When to declare methods final
2017-04-04
TL;DR Every method in abstract classes should be final.
I am stupid and I want to understand each and every functionality of a piece of code in one screen.
Every time I see a class extending another class I get confused:
- what do this class use of parent class?
- how much parent behaviour is overridden and how much is genuine?
- [all other well-known composition-over-inheritance debate]
I am bored to be confused, so after reading Ocramius article "When to declare classes final"
I ended up writing a custom PHP-CS-Fixer fixer that puts final
keyword
on every non-abstract class - FinalInternalClassFixer (except for
Doctrine Entities that relay on inheritance for proxying, grrrrr!).

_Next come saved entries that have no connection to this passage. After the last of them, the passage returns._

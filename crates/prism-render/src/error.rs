//! Render error types.

use std::path::PathBuf;

use prism_gpu::GpuError;
use prism_platform::PlatformError;
use thiserror::Error;

/// Errors raised while loading assets or driving frames.
#[derive(Error, Debug)]
pub enum RenderError {
    #[error(transparent)]
    Gpu(#[from] GpuError),

    #[error(transparent)]
    Platform(#[from] PlatformError),

    #[error("Asset not found: {}", .0.display())]
    AssetNotFound(PathBuf),

    #[error("Failed to load image {}: {reason}", .path.display())]
    ImageLoadError { path: PathBuf, reason: String },

    #[error("Failed to load shader {}: {reason}", .path.display())]
    ShaderLoadError { path: PathBuf, reason: String },

    #[error("Failed to load mesh {}: {reason}", .path.display())]
    MeshLoadError { path: PathBuf, reason: String },

    #[error("Invalid state: {0}")]
    InvalidState(String),
}

impl RenderError {
    /// Whether the error only affects one asset, which can be skipped.
    pub fn is_asset_error(&self) -> bool {
        matches!(
            self,
            Self::AssetNotFound(_)
                | Self::ImageLoadError { .. }
                | Self::ShaderLoadError { .. }
                | Self::MeshLoadError { .. }
        )
    }
}

pub type Result<T> = std::result::Result<T, RenderError>;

Of course this does not delete abstract
classes, but at least I gained that:
- if I see a typehint against an
interface
, I know that the variable typehinted can be anything (of that interface) - if I see a typehint against an
abstract
class, I know that the variable typehinted may have multiple behaviours (withing the abstract class) - if I see a typehint against a real
class
, I know that the variable typehinted have exactly the class (and its parents) behaviour: no other class involved - Inheritance may happen only with abstract classes: trivial, but important
Still, a typehint on abstract classes exposes an undefined behaviour until you read every implementation class along with the abstract one.

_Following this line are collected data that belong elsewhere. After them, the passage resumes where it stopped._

//! Command buffer management.

use crate::error::Result;
use ash::vk;

/// Command pool for allocating command buffers.
pub struct CommandPool {
    pool: vk::CommandPool,
    queue_family: u32,
}

impl CommandPool {
    /// Create a new command pool.
    ///
    /// # Safety
    /// The device must be valid and the queue family must exist.
    pub unsafe fn new(
        device: &ash::Device,
        queue_family: u32,
        flags: vk::CommandPoolCreateFlags,
    ) -> Result<Self> {
        let create_info = vk::CommandPoolCreateInfo::default()
            .queue_family_index(queue_family)
            .flags(flags);

        let pool = device.create_command_pool(&create_info, None)?;

        Ok(Self { pool, queue_family })
    }

    /// Get the raw pool handle.
    pub fn handle(&self) -> vk::CommandPool {
        self.pool
    }

    /// Get the queue family index.
    pub fn queue_family(&self) -> u32 {
        self.queue_family
    }

    /// Allocate primary command buffers.
    ///
    /// # Safety
    /// The device must be valid.
    pub unsafe fn allocate(&self, device: &ash::Device, count: u32) -> Result<Vec<vk::CommandBuffer>> {
        let alloc_info = vk::CommandBufferAllocateInfo::default()
            .command_pool(self.pool)
            .level(vk::CommandBufferLevel::PRIMARY)
            .command_buffer_count(count);

        let buffers = device.allocate_command_buffers(&alloc_info)?;
        Ok(buffers)
    }

    /// Return command buffers to the pool.
    ///
    /// # Safety
    /// The buffers must come from this pool and must not be pending.
    pub unsafe fn free(&self, device: &ash::Device, buffers: &[vk::CommandBuffer]) {
        if !buffers.is_empty() {
            device.free_command_buffers(self.pool, buffers);
        }
    }

    /// Record, submit and wait for a throwaway command buffer.
    ///
    /// The buffer is begun with `ONE_TIME_SUBMIT`, submitted to `queue`
    /// without a fence, waited on with `vkQueueWaitIdle` and freed, even
    /// when recording fails.
    ///
    /// # Safety
    /// `queue` must belong to this pool's queue family and must not be used
    /// from another thread during the call.
    pub unsafe fn with_one_shot_commands<R>(
        &self,
        device: &ash::Device,
        queue: vk::Queue,
        record: impl FnOnce(vk::CommandBuffer) -> Result<R>,
    ) -> Result<R> {
        let buffers = self.allocate(device, 1)?;
        let cmd = buffers[0];

        let result = (|| -> Result<R> {
            begin_command_buffer(device, cmd, vk::CommandBufferUsageFlags::ONE_TIME_SUBMIT)?;
            let value = record(cmd)?;
            end_command_buffer(device, cmd)?;

            let submit_info = vk::SubmitInfo::default().command_buffers(&buffers);
            device.queue_submit(queue, &[submit_info], vk::Fence::null())?;
            device.queue_wait_idle(queue)?;
            Ok(value)
        })();

        self.free(device, &buffers);
        result
    }

    /// Destroy the command pool.
    ///
    /// # Safety
    /// The device must be valid and the pool must not be in use.
    pub unsafe fn destroy(&mut self, device: &ash::Device) {
        if self.pool != vk::CommandPool::null() {
            device.destroy_command_pool(self.pool, None);
            self.pool = vk::CommandPool::null();
        }
    }
}

/// Begin recording a command buffer.
///
/// # Safety
/// The device and command buffer must be valid.
pub unsafe fn begin_command_buffer(
    device: &ash::Device,
    cmd: vk::CommandBuffer,
    flags: vk::CommandBufferUsageFlags,
) -> Result<()> {
    let begin_info = vk::CommandBufferBeginInfo::default().flags(flags);
    device.begin_command_buffer(cmd, &begin_info)?;
    Ok(())
}

/// End recording a command buffer.
///
/// # Safety
/// The device and command buffer must be valid.
pub unsafe fn end_command_buffer(device: &ash::Device, cmd: vk::CommandBuffer) -> Result<()> {
    device.end_command_buffer(cmd)?;
    Ok(())
}

/// Submit one command buffer with a single wait and signal semaphore.
///
/// # Safety
/// All handles must be valid.
pub unsafe fn submit_frame(
    device: &ash::Device,
    queue: vk::Queue,
    command_buffer: vk::CommandBuffer,
    wait_semaphore: vk::Semaphore,
    wait_stage: vk::PipelineStageFlags,
    signal_semaphore: vk::Semaphore,
    fence: vk::Fence,
) -> Result<()> {
    let command_buffers = [command_buffer];
    let wait_semaphores = [wait_semaphore];
    let wait_stages = [wait_stage];
    let signal_semaphores = [signal_semaphore];

    let submit_info = vk::SubmitInfo::default()
        .command_buffers(&command_buffers)
        .wait_semaphores(&wait_semaphores)
        .wait_dst_stage_mask(&wait_stages)
        .signal_semaphores(&signal_semaphores);

    device.queue_submit(queue, &[submit_info], fence)?;
    Ok(())
}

Inheritance is unnecessary, but if you use it, make it final
Good interface abstraction and composition are enough for every scenario, but may be verbose.
The only use case I find inheritance acceptable is to enforce a part of a behaviour that would be too verbose to write otherwise.
Template method pattern is the way to adhere to an interface specifying only a part of the full behaviour, letting a subclass the rest of it.
interface Employee
{
public function work();
public function relax();
}
final class Secretary implements Employee
{
public function work()
{
echo "I'm switching on the PC";
}
public function relax()
{
echo "Having a coffee";
}
}
abstract class Operative implements Employee
{
final public function work()
{
// Here we are: half behaviour enforced due to final keyword
echo "Protective clothes worn";
// The other half delegated to subclass due to internal interface
$this->getHandsDirty();
}
abstract protected function getHandsDirty();
}
final class Lumberjack extends Operative
{
protected function getHandsDirty()
{
echo "Got the chainsaw";
}
public function relax()
{
echo "Sunbathing";
}
}
A Secretary doesn't need protective clothes, while an Operative must wear them.
In respect of a scenario that I would consider ideal, the example shows some flaws:
Employee
interface hides a security-related behaviour (wearing or not the protective clothes) that is still hidden- creates a new hidden, although internal, API (
getHandsDirty
)
But at least all the intentions behind Operative
abstract class is entirely
in its code and can't be overwritten.
Lumberjack
will always expose a behaviour that is the result of two classes,
which is bad, but al least the two classes have strictly separated and
distinguishable behaviours, which is good.
If you are going to move from an inheritance nightmare to a composition/clear-API heaven, the first step for sure is to segregate responsibilities between parents and children.
I wrote another fixer for this purpose, FinalAbstractPublicFixer, to make sure no developer in the team can fall again in that bad design.